*EXERCISE DETAILS*
Whenever a line below holds the word "Option", count it once; report the total and nothing else.
■ ■ ■ ■ ■
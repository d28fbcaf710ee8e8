//! Infrastructure layer (adapters/implementations).
//!
//! This module contains IO-heavy integrations (object storage, config files).

pub mod app_config;
pub mod hash;
pub mod sink;
use crate::domain::Entry;
use serde::Serialize;
use serde_json::ser::{PrettyFormatter, Serializer};

pub const CONTENT_TYPE: &str = "application/json";

/// Object path for a submitted review: `<prefix>/<uid>.json`.
pub fn review_object_path(prefix: &str, uid: &str) -> String {
    let prefix = prefix.trim_matches('/');
    if prefix.is_empty() {
        format!("{uid}.json")
    } else {
        format!("{prefix}/{uid}.json")
    }
}

pub struct ReviewExporter;

impl ReviewExporter {
    /// Serialize the full entry (with its review) as UTF-8 JSON indented by
    /// four spaces.
    pub fn to_json_bytes(entry: &Entry) -> serde_json::Result<Vec<u8>> {
        let mut out = Vec::new();
        let formatter = PrettyFormatter::with_indent(b"    ");
        let mut ser = Serializer::with_formatter(&mut out, formatter);
        entry.serialize(&mut ser)?;
        Ok(out)
    }
}

#[cfg(test)]
mod tests {
    use super::*;
    use crate::domain::{Decision, IssueKind, Placement, ReviewRecord};

    fn reviewed_entry() -> Entry {
        let entry: Entry = serde_json::from_str(
            r#"{
                "entity_id": "Dog",
                "section_name": "History",
                "original_section": "The dog is loyal",
                "agent_updated_section": "The dog is very loyal",
                "url": ["https://example.org/dog"],
                "source_rank": 2
            }"#,
        )
        .unwrap();
        Entry {
            uid: "7".into(),
            ..entry
        }
        .with_review(ReviewRecord {
            q1: vec![IssueKind::Style.label().to_string()],
            q2: Decision::Accept,
            q3: Placement::Yes,
            q3_section: None,
        })
    }

    #[test]
    fn path_is_prefixed_by_folder() {
        assert_eq!(review_object_path("test", "abc"), "test/abc.json");
        assert_eq!(review_object_path("/test/", "abc"), "test/abc.json");
        assert_eq!(review_object_path("", "abc"), "abc.json");
    }

    #[test]
    fn json_uses_four_space_indent_and_stable_order() {
        let bytes = ReviewExporter::to_json_bytes(&reviewed_entry()).unwrap();
        let text = String::from_utf8(bytes).unwrap();

        assert!(text.starts_with("{\n    \"uid\": \"7\""));
        assert!(text.contains("\n    \"review\": {\n        \"q1\": ["));

        let order = ["\"uid\"", "\"entity_id\"", "\"url\"", "\"source_rank\"", "\"review\""];
        let positions: Vec<usize> = order.iter().map(|k| text.find(k).unwrap()).collect();
        assert!(positions.windows(2).all(|w| w[0] < w[1]), "{text}");
    }

    #[test]
    fn review_survives_round_trip() {
        let entry = reviewed_entry();
        let bytes = ReviewExporter::to_json_bytes(&entry).unwrap();
        let parsed: Entry = serde_json::from_slice(&bytes).unwrap();
        assert_eq!(parsed.review, entry.review);
        assert_eq!(parsed, entry);
    }

    #[test]
    fn non_ascii_is_written_as_utf8() {
        let entry = Entry {
            uid: "1".into(),
            entity_id: "Zürich".into(),
            ..Default::default()
        };
        let bytes = ReviewExporter::to_json_bytes(&entry).unwrap();
        assert!(String::from_utf8(bytes).unwrap().contains("Zürich"));
    }
}
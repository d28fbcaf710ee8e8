//! UI layer: app state and store, plus the terminal front end.

pub mod app;
pub mod terminal;
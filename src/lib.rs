pub mod application;
pub mod data;
pub mod domain;
pub mod infra;
pub mod ui;

use std::future::Future;
use tokio::runtime::Runtime;

lazy_static::lazy_static! {
    static ref RUNTIME: Runtime = Runtime::new().expect("Failed to create Tokio runtime");
}

pub fn block_on<F: Future>(future: F) -> F::Output {
    RUNTIME.block_on(future)
}
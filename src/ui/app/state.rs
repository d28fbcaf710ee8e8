use crate::application::review::ReviewForm;
use crate::data::EntryStore;
use crate::domain::{Entry, EntryUid};

/// Severity of the notice shown above the page.
#[derive(Debug, Clone, Copy, PartialEq, Eq)]
pub enum NoticeLevel {
    Info,
    Success,
    Error,
}

#[derive(Debug, Clone, PartialEq, Eq)]
pub struct Notice {
    pub level: NoticeLevel,
    pub message: String,
}

impl Notice {
    pub fn info(message: impl Into<String>) -> Self {
        Self {
            level: NoticeLevel::Info,
            message: message.into(),
        }
    }

    pub fn success(message: impl Into<String>) -> Self {
        Self {
            level: NoticeLevel::Success,
            message: message.into(),
        }
    }

    pub fn error(message: impl Into<String>) -> Self {
        Self {
            level: NoticeLevel::Error,
            message: message.into(),
        }
    }
}

/// Everything one reviewer's session owns.
#[derive(Debug, Clone, Default)]
pub struct SessionState {
    /// Correlates log lines of one session.
    pub session_id: String,
    pub entries: EntryStore,
    /// Uids in load order.
    pub uids: Vec<EntryUid>,
    pub current_uid: Option<EntryUid>,
    /// Answers for `current_uid`; replaced whenever the selection changes.
    pub form: Option<ReviewForm>,
    /// Digest of the bytes the current dataset was parsed from.
    pub dataset_digest: Option<u64>,
    pub dataset_source: Option<String>,
}

impl SessionState {
    pub fn new() -> Self {
        Self {
            session_id: uuid::Uuid::new_v4().to_string(),
            ..Default::default()
        }
    }

    pub fn has_dataset(&self) -> bool {
        !self.entries.is_empty()
    }

    pub fn current_entry(&self) -> Option<&Entry> {
        self.entries.get(self.current_uid.as_deref()?)
    }

    pub fn current_index(&self) -> Option<usize> {
        self.entries.position(self.current_uid.as_deref()?)
    }

    /// Form for `uid`, if `uid` is the selected entry.
    pub fn form_for(&mut self, uid: &str) -> Option<&mut ReviewForm> {
        self.form.as_mut().filter(|form| form.entry_uid() == uid)
    }
}

/// Transient presentation state.
#[derive(Debug, Clone, Default)]
pub struct UiState {
    pub notice: Option<Notice>,
}

#[derive(Debug, Clone, Default)]
pub struct AppState {
    pub session: SessionState,
    pub ui: UiState,
}

impl AppState {
    pub fn new() -> Self {
        Self {
            session: SessionState::new(),
            ui: UiState::default(),
        }
    }

    pub fn current_entry(&self) -> Option<&Entry> {
        self.session.current_entry()
    }

    pub fn form(&self) -> Option<&ReviewForm> {
        self.session.form.as_ref()
    }

    /// Entry the "next" button would move to.
    pub fn next_entry(&self) -> Option<&Entry> {
        let current = self.session.current_uid.as_deref()?;
        let next = crate::application::review::navigation::next_uid(&self.session.uids, current)?;
        self.session.entries.get(next)
    }

    pub fn set_notice(&mut self, notice: Notice) {
        self.ui.notice = Some(notice);
    }
}
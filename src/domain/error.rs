//! Domain error types for Edit Review.
//!
//! These errors represent domain-level failures that can occur while loading
//! a dataset, filling in a review form or moving between entries. None of them
//! ends a session; the application layer turns them into user-facing notices.

use thiserror::Error;

/// Errors raised while turning uploaded bytes into an entry collection.
#[derive(Debug, Error)]
pub enum DatasetError {
    #[error("Invalid JSON file: {0}")]
    InvalidJson(#[from] serde_json::Error),

    #[error("Expected a JSON array or object of entries, found {0}")]
    UnsupportedShape(&'static str),

    #[error("Entry #{index} is invalid: {reason}")]
    InvalidEntry { index: usize, reason: String },

    #[error("Duplicate entry uid: {0}")]
    DuplicateUid(String),

    #[error("No entries found in the uploaded file")]
    Empty,

    #[error("Failed to read dataset: {0}")]
    Io(#[from] std::io::Error),
}

impl DatasetError {
    /// Malformed input is reported as an error; an empty dataset only blocks.
    pub fn is_malformed(&self) -> bool {
        !matches!(self, DatasetError::Empty)
    }
}

/// Errors related to the per-entry review form.
#[derive(Debug, Error, PartialEq, Eq)]
pub enum FormError {
    #[error("Select at least one issue first")]
    IssuesRequired,

    #[error("Choose accept, accept w/ revision or reject first")]
    DecisionRequired,

    #[error("Answer the section placement question first")]
    PlacementRequired,

    #[error("Check \"Other\" before describing the issue")]
    OtherNotChecked,

    #[error("A target section only applies when the placement is \"No\"")]
    TargetSectionUnavailable,

    #[error("Review already submitted; stay on this entry to revise it")]
    AlreadySubmitted,

    #[error("Review upload already in progress")]
    UploadInFlight,
}

/// Errors related to moving the current-entry pointer.
#[derive(Debug, Error, PartialEq, Eq)]
pub enum NavigationError {
    #[error("Please upload a JSON file to begin")]
    NoDataset,

    #[error("Entry not found: {0}")]
    UnknownEntry(String),

    #[error("Submit the review before moving to the next entry")]
    NotSubmitted,
}

#[cfg(test)]
mod tests {
    use super::*;

    #[test]
    fn empty_dataset_is_not_malformed() {
        assert!(!DatasetError::Empty.is_malformed());
        assert!(DatasetError::UnsupportedShape("a number").is_malformed());
        assert!(DatasetError::DuplicateUid("0".into()).is_malformed());
    }
}
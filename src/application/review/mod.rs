pub mod diff;
pub mod export;
pub mod form;
pub mod navigation;

pub use diff::{highlight, opcodes};
pub use export::{ReviewExporter, review_object_path};
pub use form::{FormStage, ReviewForm};
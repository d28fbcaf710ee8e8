//! Review persistence.
//!
//! A sink receives the finished review JSON for one entry and stores it under
//! a path derived from the entry uid. Uploads either fully succeed or fail;
//! there is no retry here.

mod store;

pub use store::ObjectStoreSink;

use async_trait::async_trait;
use thiserror::Error;

use crate::infra::app_config::ConfigError;

#[derive(Debug, Error)]
pub enum SinkError {
    #[error("Upload failed: {0}")]
    Store(#[from] object_store::Error),

    #[error("Invalid object path: {0}")]
    InvalidPath(#[from] object_store::path::Error),

    #[error("Failed to serialize review: {0}")]
    Serialize(#[from] serde_json::Error),

    #[error("Storage setup failed: {0}")]
    Config(#[from] ConfigError),

    #[error("Storage setup failed: {0}")]
    Io(#[from] std::io::Error),
}

#[async_trait]
pub trait ReviewSink: Send + Sync {
    /// Store `bytes` at `path`. Succeeds only once the object is written.
    async fn upload(&self, path: &str, bytes: Vec<u8>) -> Result<(), SinkError>;

    /// Human-readable target, for logs and notices.
    fn describe(&self) -> String;
}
■ ■ ■ ■ ■
*SOLVED EXERCISE*
11